Currie et al. (17) evaluated asthmatic patients with borderline methacholine challenge test. They measured the patients’ AHR and showed that the rate of FEF25-75 in patients with moderate-to-severe AHR was significantly lower, suggesting FEF25-75 as a marker of asthma severity. The results of the present study are not consistent with those of other studies in which lower rates of FEF25-75 have an inverse relationship with airway AHR. In fact, in this study no relationship was observed between FEF25-75 and AHR, and higher impairment of FEF25-75 did not correspond to a more severe AHR.
In the present study, similar to study of Sposato et al. (18), there was a drop in FEF25-75 rate among patients with normal reactivity. Therefore, small airway impairment measured by a decrease in FEF25-75 could be considered as a useful approach to detect impairment associated with other asthma parameters such as typical symptoms, wheezing, and atopy. Reduction of FEF25-75 in normo-reactive subjects or hyper-reactivity apart from asthma, may be due to air pollution, occupational exposure, smoking, early stage of Chronic Obstructive Pulmonary Disease (COPD) and other factors that are still unknown.
The study limitation was the absence of long term follow up of patients for evaluating and comparing the number of asthma exacerbations and patients’ outcome.

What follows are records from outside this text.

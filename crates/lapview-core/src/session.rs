//! Chart session
//!
//! Owns everything one chart needs: the received dataset, the view options,
//! the user identity, the style, the viewport, and what is derived from them
//! (prepared dataset, transform, box layout, geometry cache, view state).
//! Derived state is rebuilt synchronously whenever an input changes.

use crate::geometry::{build_geometry, BoxLayout, GeometryRecord, Size};
use crate::hit_test::{hit_test, Highlight};
use crate::interaction::{PointerInput, ViewState};
use crate::options::ViewOptions;
use crate::pipeline::{prepare, PreparedDataset};
use crate::render::{self, FrameContext, HighlightDetail, Surface};
use crate::style::StyleConfig;
use crate::transform::TimeTransform;
use crate::types::{DriverId, EventDataset};

pub struct ChartSession {
    raw: EventDataset,
    options: ViewOptions,
    user_id: Option<DriverId>,
    style: StyleConfig,
    /// Plot area size (excludes gutter and footer)
    viewport: Size,
    prepared: PreparedDataset,
    transform: TimeTransform,
    layout: BoxLayout,
    geometry: Vec<GeometryRecord>,
    view: ViewState,
    dirty: bool,
}

impl ChartSession {
    pub fn new(style: StyleConfig, viewport: Size) -> Self {
        let raw = EventDataset::default();
        let options = ViewOptions::default();
        let prepared = prepare(&raw, &options, None);
        let transform = TimeTransform::new(
            viewport.height,
            raw.metadata.median,
            style.layout.full_tick_spacing,
        );
        let layout = BoxLayout::fit(0, viewport.width, &style.layout);
        Self {
            raw,
            options,
            user_id: None,
            style,
            viewport,
            prepared,
            transform,
            layout,
            geometry: Vec::new(),
            view: ViewState::default(),
            dirty: true,
        }
    }

    // -------------------------------------------------------------------------
    // Inputs
    // -------------------------------------------------------------------------

    /// Replace the dataset wholesale
    pub fn set_dataset(&mut self, dataset: EventDataset) {
        self.raw = dataset;
        self.reprepare();
    }

    pub fn set_options(&mut self, options: ViewOptions) {
        if self.options == options {
            return;
        }
        self.options = options;
        self.reprepare();
    }

    pub fn set_user(&mut self, user_id: Option<DriverId>) {
        if self.user_id == user_id {
            return;
        }
        self.user_id = user_id;
        self.reprepare();
    }

    pub fn set_style(&mut self, style: StyleConfig) {
        self.style = style;
        self.transform = TimeTransform::new(
            self.viewport.height,
            self.raw.metadata.median,
            self.style.layout.full_tick_spacing,
        );
        self.rebuild_geometry();
    }

    /// Plot area resized
    pub fn resize(&mut self, viewport: Size) {
        if self.viewport == viewport {
            return;
        }
        log::debug!(
            "resize: Viewport {}x{} -> {}x{}",
            self.viewport.width,
            self.viewport.height,
            viewport.width,
            viewport.height
        );
        self.viewport = viewport;
        self.refresh_transform();
        self.rebuild_geometry();
    }

    /// Feed one pointer event (plot-area coordinates), returns whether anything changed
    pub fn handle_pointer(&mut self, input: PointerInput) -> bool {
        let changed = match input {
            PointerInput::Down(p) => {
                self.view.pointer_down(p);
                false
            }
            PointerInput::Up | PointerInput::Leave => {
                self.view.pointer_up();
                false
            }
            PointerInput::Move(p) => {
                let hovered = self.update_highlight(hit_test(
                    &self.geometry,
                    self.view.to_plot(p),
                    &self.style.props,
                ));
                let panned = self.view.pointer_move(p);
                hovered || panned
            }
            PointerInput::Wheel {
                position,
                delta_y,
                ctrl,
            } => {
                let layout = &self.style.layout;
                let zoomed = self
                    .view
                    .wheel(position, delta_y, ctrl, layout.zoom_step, layout.min_scale);
                if zoomed {
                    // Scroll is baked into the geometry
                    self.rebuild_geometry();
                }
                zoomed
            }
        };
        if changed {
            self.dirty = true;
        }
        changed
    }

    fn update_highlight(&mut self, highlight: Option<Highlight>) -> bool {
        if self.view.highlight == highlight {
            return false;
        }
        self.view.highlight = highlight;
        true
    }

    // -------------------------------------------------------------------------
    // Outputs
    // -------------------------------------------------------------------------

    fn frame(&self) -> FrameContext<'_> {
        FrameContext {
            style: &self.style,
            options: &self.options,
            prepared: &self.prepared,
            transform: &self.transform,
            layout: &self.layout,
            geometry: &self.geometry,
            view: &self.view,
            viewport: self.viewport,
        }
    }

    /// Current highlight, resolved against this frame's geometry
    pub fn highlight(&self) -> Option<HighlightDetail> {
        render::highlight_detail(&self.frame())
    }

    /// Paint a full frame onto `surface`
    pub fn paint<S: Surface + ?Sized>(&self, surface: &mut S) {
        render::paint_frame(&self.frame(), surface);
    }

    pub fn is_dirty(&self) -> bool {
        self.dirty
    }

    pub fn mark_clean(&mut self) {
        self.dirty = false;
    }

    pub fn options(&self) -> &ViewOptions {
        &self.options
    }

    pub fn user_id(&self) -> Option<DriverId> {
        self.user_id
    }

    pub fn style(&self) -> &StyleConfig {
        &self.style
    }

    pub fn viewport(&self) -> Size {
        self.viewport
    }

    /// Widget size needed for the current viewport
    pub fn chart_size(&self) -> Size {
        self.frame().chart_size()
    }

    pub fn dataset(&self) -> &EventDataset {
        &self.raw
    }

    pub fn prepared(&self) -> &PreparedDataset {
        &self.prepared
    }

    pub fn transform(&self) -> &TimeTransform {
        &self.transform
    }

    pub fn box_layout(&self) -> &BoxLayout {
        &self.layout
    }

    pub fn geometry(&self) -> &[GeometryRecord] {
        &self.geometry
    }

    pub fn view(&self) -> &ViewState {
        &self.view
    }

    // -------------------------------------------------------------------------
    // Rebuilds
    // -------------------------------------------------------------------------

    fn reprepare(&mut self) {
        self.prepared = prepare(&self.raw, &self.options, self.user_id);
        self.refresh_transform();
        self.rebuild_geometry();
    }

    fn refresh_transform(&mut self) {
        if let Some(transform) = self
            .transform
            .rebuilt_for(self.viewport.height, self.raw.metadata.median)
        {
            self.transform = transform;
        }
    }

    fn rebuild_geometry(&mut self) {
        self.layout = BoxLayout::fit(
            self.prepared.dataset.drivers.len(),
            self.viewport.width,
            &self.style.layout,
        );
        self.geometry = build_geometry(
            &self.prepared,
            &self.transform,
            &self.layout,
            &self.options,
            self.view.scroll,
        );
        log::debug!(
            "rebuild_geometry: {} records, box width {:.1}",
            self.geometry.len(),
            self.layout.box_width
        );
        self.dirty = true;
    }
}
//! Boxplot chart canvas
//!
//! - `canvas`: the `Program` implementation and event translation
//! - `replay`: draw list to iced `Frame`
//! - `view`: the `boxplot_chart` view function

mod canvas;
mod replay;
mod view;

pub use canvas::{ChartCanvas, ChartGeometry, ChartInteraction};
pub use replay::{replay, to_color};
pub use view::boxplot_chart;
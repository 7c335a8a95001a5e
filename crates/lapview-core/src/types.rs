//! Race dataset types
//!
//! These mirror the JSON payload delivered by the race-data backend: one
//! entry per driver with a pre-computed boxplot statistics block, plus
//! event-wide metadata. Everything here is plain data; the pipeline derives
//! modified copies rather than mutating a received dataset.

use serde::{Deserialize, Serialize};
use std::fmt;

/// Stable driver identity (the backend's customer id)
#[derive(Debug, Clone, Copy, PartialEq, Eq, Hash, Default, Serialize, Deserialize)]
#[serde(transparent)]
pub struct DriverId(pub u64);

impl fmt::Display for DriverId {
    fn fmt(&self, f: &mut fmt::Formatter<'_>) -> fmt::Result {
        write!(f, "{}", self.0)
    }
}

/// Car class identifier (0 = unknown / placeholder)
#[derive(Debug, Clone, Copy, PartialEq, Eq, Hash, Default, Serialize, Deserialize)]
#[serde(transparent)]
pub struct CarClassId(pub u32);

/// How a driver's race ended
#[derive(Debug, Clone, Copy, PartialEq, Eq, Default, Serialize, Deserialize)]
pub enum ResultStatus {
    #[default]
    Running,
    Disconnected,
    Disqualified,
    /// Any status string the backend adds later
    #[serde(other)]
    Other,
}

impl ResultStatus {
    pub fn is_running(self) -> bool {
        self == ResultStatus::Running
    }

    /// Disconnected and disqualified drivers get the grey "disc" styling
    pub fn is_disc_or_disq(self) -> bool {
        matches!(self, ResultStatus::Disconnected | ResultStatus::Disqualified)
    }
}

/// Finish position as displayed under a boxplot
///
/// The backend sends plain ranks. Sorting by speed re-ranks drivers and the
/// label then shows both values, e.g. `2 (5)`.
#[derive(Debug, Clone, Copy, PartialEq, Eq, Serialize, Deserialize)]
#[serde(from = "u32", into = "u32")]
pub enum FinishPosition {
    /// Official result from the race
    Official(u32),
    /// Rank after sorting by median lap time, with the official rank kept
    Reranked { rank: u32, official: u32 },
}

impl FinishPosition {
    /// The official race result, regardless of re-ranking
    pub fn official(self) -> u32 {
        match self {
            FinishPosition::Official(pos) => pos,
            FinishPosition::Reranked { official, .. } => official,
        }
    }

    /// Replace the displayed rank, keeping the official one
    pub fn reranked(self, rank: u32) -> Self {
        FinishPosition::Reranked {
            rank,
            official: self.official(),
        }
    }
}

impl Default for FinishPosition {
    fn default() -> Self {
        FinishPosition::Official(0)
    }
}

impl From<u32> for FinishPosition {
    fn from(pos: u32) -> Self {
        FinishPosition::Official(pos)
    }
}

impl From<FinishPosition> for u32 {
    fn from(pos: FinishPosition) -> Self {
        pos.official()
    }
}

impl fmt::Display for FinishPosition {
    fn fmt(&self, f: &mut fmt::Formatter<'_>) -> fmt::Result {
        match self {
            FinishPosition::Official(pos) => write!(f, "{}", pos),
            FinishPosition::Reranked { rank, official } => write!(f, "{} ({})", rank, official),
        }
    }
}

/// Pre-computed boxplot statistics for one driver (all values in seconds)
#[derive(Debug, Clone, PartialEq, Default, Serialize, Deserialize)]
#[serde(default)]
pub struct BoxplotStats {
    pub median: f64,
    pub mean: f64,
    #[serde(rename = "Q1")]
    pub q1: f64,
    #[serde(rename = "Q3")]
    pub q3: f64,
    pub whisker_top: f64,
    pub whisker_bottom: f64,
    pub fliers_top: Vec<f64>,
    pub fliers_bottom: Vec<f64>,
    /// Horizontal jitter per lap in pixels, so overlapping laps stay distinguishable
    #[serde(rename = "laps_rndFactors")]
    pub lap_jitter: Vec<f32>,
}

/// One race participant
#[derive(Debug, Clone, PartialEq, Default, Serialize, Deserialize)]
#[serde(default)]
pub struct Driver {
    pub id: DriverId,
    pub name: String,
    pub car_class_id: CarClassId,
    pub result_status: ResultStatus,
    pub finish_position: FinishPosition,
    pub finish_position_in_class: FinishPosition,
    /// Raw lap times in seconds, in lap order
    pub laps: Vec<f64>,
    #[serde(rename = "bpdata")]
    pub stats: BoxplotStats,
}

impl Driver {
    /// Neutral stand-in used when the viewing user is not part of the event
    ///
    /// Zero class, empty name and zeroed statistics: every real driver compares
    /// as slower or equal against it.
    pub fn placeholder() -> Self {
        Self::default()
    }

    pub fn has_laps(&self) -> bool {
        !self.laps.is_empty()
    }

    /// Jitter for lap `index`, 0 when the backend sent fewer factors than laps
    pub fn lap_jitter(&self, index: usize) -> f32 {
        self.stats.lap_jitter.get(index).copied().unwrap_or(0.0)
    }

    /// Index of this driver's fastest lap
    pub fn fastest_lap(&self) -> Option<usize> {
        self.laps
            .iter()
            .enumerate()
            .min_by(|a, b| a.1.total_cmp(b.1))
            .map(|(i, _)| i)
    }
}

/// Event-wide values the chart is anchored on
#[derive(Debug, Clone, PartialEq, Serialize, Deserialize)]
#[serde(default)]
pub struct EventMetadata {
    /// [fastest, slowest] lap time bounds in seconds
    pub timeframe: [f64; 2],
    /// Reference median lap time; drawn at the vertical centre of the viewport
    pub median: f64,
    /// Distinct car classes present in the event
    #[serde(rename = "carclasses")]
    pub car_classes: Vec<CarClassId>,
}

impl Default for EventMetadata {
    fn default() -> Self {
        Self {
            timeframe: [0.0, 0.0],
            median: 0.0,
            car_classes: Vec::new(),
        }
    }
}

impl EventMetadata {
    pub fn timeframe_min(&self) -> f64 {
        self.timeframe[0]
    }

    pub fn timeframe_max(&self) -> f64 {
        self.timeframe[1]
    }
}

/// A full race snapshot
///
/// Driver order is meaningful: it is both the render order and the x-axis order.
#[derive(Debug, Clone, PartialEq, Default, Serialize, Deserialize)]
#[serde(default)]
pub struct EventDataset {
    pub drivers: Vec<Driver>,
    pub metadata: EventMetadata,
}

impl EventDataset {
    pub fn driver(&self, id: DriverId) -> Option<&Driver> {
        self.drivers.iter().find(|d| d.id == id)
    }

    /// Number of drivers with at least one recorded lap
    pub fn drivers_with_laps(&self) -> usize {
        self.drivers.iter().filter(|d| d.has_laps()).count()
    }
}

#[cfg(test)]
mod tests {
    use super::*;

    const SAMPLE: &str = r#"{
        "drivers": [
            {
                "id": 42, "name": "Jane Doe", "car_class_id": 4,
                "result_status": "Disqualified",
                "finish_position": 3, "finish_position_in_class": 1,
                "laps": [91.2, 90.8],
                "bpdata": {
                    "median": 91.0, "mean": 91.0, "Q1": 90.9, "Q3": 91.1,
                    "whisker_top": 91.2, "whisker_bottom": 90.8,
                    "fliers_top": [], "fliers_bottom": [],
                    "laps_rndFactors": [2.5]
                }
            },
            { "id": 7, "name": "Other", "result_status": "Towed" }
        ],
        "metadata": { "timeframe": [85.0, 110.0], "median": 92.0, "carclasses": [4, 5] }
    }"#;

    #[test]
    fn test_parse_backend_payload() {
        let data: EventDataset = serde_json::from_str(SAMPLE).unwrap();
        assert_eq!(data.drivers.len(), 2);

        let jane = &data.drivers[0];
        assert_eq!(jane.id, DriverId(42));
        assert_eq!(jane.car_class_id, CarClassId(4));
        assert_eq!(jane.result_status, ResultStatus::Disqualified);
        assert_eq!(jane.finish_position, FinishPosition::Official(3));
        assert_eq!(jane.stats.q3, 91.1);
        assert_eq!(data.metadata.car_classes, vec![CarClassId(4), CarClassId(5)]);

        // Unknown statuses and missing fields fall back instead of failing
        assert_eq!(data.drivers[1].result_status, ResultStatus::Other);
        assert!(!data.drivers[1].has_laps());
    }

    #[test]
    fn test_lap_jitter_defaults_to_zero() {
        let data: EventDataset = serde_json::from_str(SAMPLE).unwrap();
        let jane = &data.drivers[0];
        assert_eq!(jane.lap_jitter(0), 2.5);
        assert_eq!(jane.lap_jitter(1), 0.0);
    }

    #[test]
    fn test_finish_position_display() {
        let pos = FinishPosition::Official(5);
        assert_eq!(pos.to_string(), "5");
        let reranked = pos.reranked(2);
        assert_eq!(reranked.to_string(), "2 (5)");
        // Re-ranking twice keeps the official result
        assert_eq!(reranked.reranked(1).to_string(), "1 (5)");
    }

    #[test]
    fn test_fastest_lap() {
        let driver = Driver {
            laps: vec![92.0, 90.5, 91.0],
            ..Driver::default()
        };
        assert_eq!(driver.fastest_lap(), Some(1));
        assert_eq!(Driver::placeholder().fastest_lap(), None);
    }

    #[test]
    fn test_status_helpers() {
        assert!(ResultStatus::Running.is_running());
        assert!(ResultStatus::Disconnected.is_disc_or_disq());
        assert!(!ResultStatus::Other.is_disc_or_disq());
        assert!(!ResultStatus::Other.is_running());
    }
}
//! Pan/zoom interaction state
//!
//! The view is an affine map from plot space to screen:
//! `screen = plot * scale + camera`. Dragging moves the camera, the wheel
//! changes the scale additively and shifts the scroll offset so the point
//! under the cursor stays put.

use crate::geometry::{Point, Vector};
use crate::hit_test::{Highlight, PrimitiveKind};
use crate::types::DriverId;

/// Whether a pan gesture is in progress
#[derive(Debug, Clone, Copy, PartialEq, Default)]
pub enum DragState {
    #[default]
    Idle,
    /// Pointer position minus camera at press time
    Dragging { anchor: Vector },
}

/// Pointer input in plot-area coordinates
#[derive(Debug, Clone, Copy, PartialEq)]
pub enum PointerInput {
    Down(Point),
    Up,
    Leave,
    Move(Point),
    Wheel { position: Point, delta_y: f32, ctrl: bool },
}

/// Camera, zoom, scroll and hover state of one chart
#[derive(Debug, Clone, PartialEq)]
pub struct ViewState {
    /// Zoom factor, kept uniform on both axes
    pub scale: Vector,
    pub scroll: Vector,
    pub camera: Vector,
    pub drag: DragState,
    pub highlight: Option<Highlight>,
}

impl Default for ViewState {
    fn default() -> Self {
        Self {
            scale: Vector::new(1.0, 1.0),
            scroll: Vector::ZERO,
            camera: Vector::ZERO,
            drag: DragState::Idle,
            highlight: None,
        }
    }
}

impl ViewState {
    pub fn is_dragging(&self) -> bool {
        matches!(self.drag, DragState::Dragging { .. })
    }

    pub fn pointer_down(&mut self, pointer: Point) {
        self.drag = DragState::Dragging {
            anchor: Vector::new(pointer.x - self.camera.x, pointer.y - self.camera.y),
        };
    }

    pub fn pointer_up(&mut self) {
        self.drag = DragState::Idle;
    }

    /// Pan while dragging, returns true when the camera moved
    pub fn pointer_move(&mut self, pointer: Point) -> bool {
        match self.drag {
            DragState::Dragging { anchor } => {
                self.camera = Vector::new(pointer.x - anchor.x, pointer.y - anchor.y);
                true
            }
            DragState::Idle => false,
        }
    }

    /// Zoom around the pointer, returns true when the view changed
    ///
    /// `scale += step * sign(-delta_y)`; ctrl+wheel and a zero delta are
    /// ignored. A step that would go below `min_scale` is dropped.
    pub fn wheel(&mut self, pointer: Point, delta_y: f32, ctrl: bool, step: f32, min_scale: f32) -> bool {
        if ctrl || delta_y == 0.0 || !delta_y.is_finite() {
            return false;
        }
        let direction = if delta_y > 0.0 { -1.0 } else { 1.0 };
        let previous = self.scale;
        let next = Vector::new(previous.x + step * direction, previous.y + step * direction);
        // Small epsilon so 0.1 - 0.1 accumulated in f32 still counts as the floor
        if next.x < min_scale - 1e-4 || next.y < min_scale - 1e-4 {
            log::debug!("wheel: Scale {:.1} at minimum, ignoring", previous.x);
            return false;
        }

        let cx = pointer.x - self.camera.x;
        let cy = pointer.y - self.camera.y;
        self.scale = next;
        self.scroll.x += cx / previous.x - cx / next.x;
        self.scroll.y += cy / previous.y - cy / next.y;
        log::debug!(
            "wheel: Scale {:.1} -> {:.1}, scroll ({:.1}, {:.1})",
            previous.x,
            next.x,
            self.scroll.x,
            self.scroll.y
        );
        true
    }

    /// Screen position to plot space
    pub fn to_plot(&self, screen: Point) -> Point {
        Point::new(
            (screen.x - self.camera.x) / self.scale.x,
            (screen.y - self.camera.y) / self.scale.y,
        )
    }

    /// Plot space to screen position
    pub fn to_screen(&self, plot: Point) -> Point {
        Point::new(
            plot.x * self.scale.x + self.camera.x,
            plot.y * self.scale.y + self.camera.y,
        )
    }

    pub fn highlighted_driver(&self) -> Option<DriverId> {
        self.highlight.map(|h| h.driver_id)
    }

    pub fn highlighted_kind(&self) -> Option<PrimitiveKind> {
        self.highlight.map(|h| h.kind)
    }
}

#[cfg(test)]
mod tests {
    use super::*;

    /// Data-space point under the cursor: plot position plus scroll
    fn anchored(view: &ViewState, cursor: Point) -> (f32, f32) {
        let plot = view.to_plot(cursor);
        (plot.x + view.scroll.x, plot.y + view.scroll.y)
    }

    #[test]
    fn test_wheel_up_zooms_in() {
        let mut view = ViewState::default();
        assert!(view.wheel(Point::new(100.0, 100.0), -1.0, false, 0.1, 0.1));
        assert!((view.scale.x - 1.1).abs() < 1e-6);
        assert_eq!(view.scale.x, view.scale.y);
    }

    #[test]
    fn test_wheel_ignored_cases() {
        let mut view = ViewState::default();
        assert!(!view.wheel(Point::ORIGIN, 0.0, false, 0.1, 0.1));
        assert!(!view.wheel(Point::ORIGIN, -3.0, true, 0.1, 0.1));
        assert_eq!(view, ViewState::default());
    }

    #[test]
    fn test_zoom_keeps_point_under_cursor() {
        let mut view = ViewState {
            camera: Vector::new(40.0, -25.0),
            ..ViewState::default()
        };
        let cursor = Point::new(512.0, 300.0);
        let before = anchored(&view, cursor);
        for delta in [-1.0, -1.0, -1.0, 1.0, -1.0, 1.0, 1.0, 1.0, 1.0] {
            view.wheel(cursor, delta, false, 0.1, 0.1);
            let now = anchored(&view, cursor);
            assert!((now.0 - before.0).abs() < 1e-2);
            assert!((now.1 - before.1).abs() < 1e-2);
        }
    }

    #[test]
    fn test_min_scale_clamp() {
        let mut view = ViewState::default();
        for _ in 0..20 {
            view.wheel(Point::new(10.0, 10.0), 1.0, false, 0.1, 0.1);
        }
        assert!(view.scale.x > 0.05);
        let scroll = view.scroll;
        assert!(!view.wheel(Point::new(10.0, 10.0), 1.0, false, 0.1, 0.1));
        assert_eq!(view.scroll, scroll);
    }

    #[test]
    fn test_drag_moves_camera() {
        let mut view = ViewState::default();
        assert!(!view.pointer_move(Point::new(5.0, 5.0)));

        view.pointer_down(Point::new(100.0, 100.0));
        assert!(view.is_dragging());
        assert!(view.pointer_move(Point::new(130.0, 90.0)));
        assert_eq!(view.camera, Vector::new(30.0, -10.0));

        view.pointer_up();
        view.pointer_down(Point::new(0.0, 0.0));
        view.pointer_move(Point::new(10.0, 10.0));
        assert_eq!(view.camera, Vector::new(40.0, 0.0));
        view.pointer_up();
        assert!(!view.pointer_move(Point::new(500.0, 500.0)));
    }

    #[test]
    fn test_screen_roundtrip() {
        let view = ViewState {
            scale: Vector::new(1.5, 1.5),
            camera: Vector::new(12.0, -8.0),
            ..ViewState::default()
        };
        let p = Point::new(33.0, 77.0);
        let back = view.to_plot(view.to_screen(p));
        assert!((back.x - p.x).abs() < 1e-4 && (back.y - p.y).abs() < 1e-4);
    }
}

In conclusion, patients with asthma symptoms and “normal” FEV1, FVC and FEV1/FVC, but impaired FEF25-75, are recommended to perform a bronchoprovocation test. Unfortunately, a significant cut-off of FEF25-75 could not be found to help find the distinction between hyper-reactive and normo-reactive airway in that FEF25-75 can be low in normo-reactive subjects. In addition, no association was found between a greater impairment of FEF25-75 and a more severe AHR.
Acknowledgements
Our special thanks go to all patients who participated in this study. This work was funded by Ahvaz Jundishapur University of Medical Sciences (Grant Number: DU-9302; Code of ethics: IR.AJUMS.REC.1393.167). Hereby, we acknowledge the deputy vice-chancellor for research and technology affairs of Ahvaz Jundishapur University of Medical Sciences.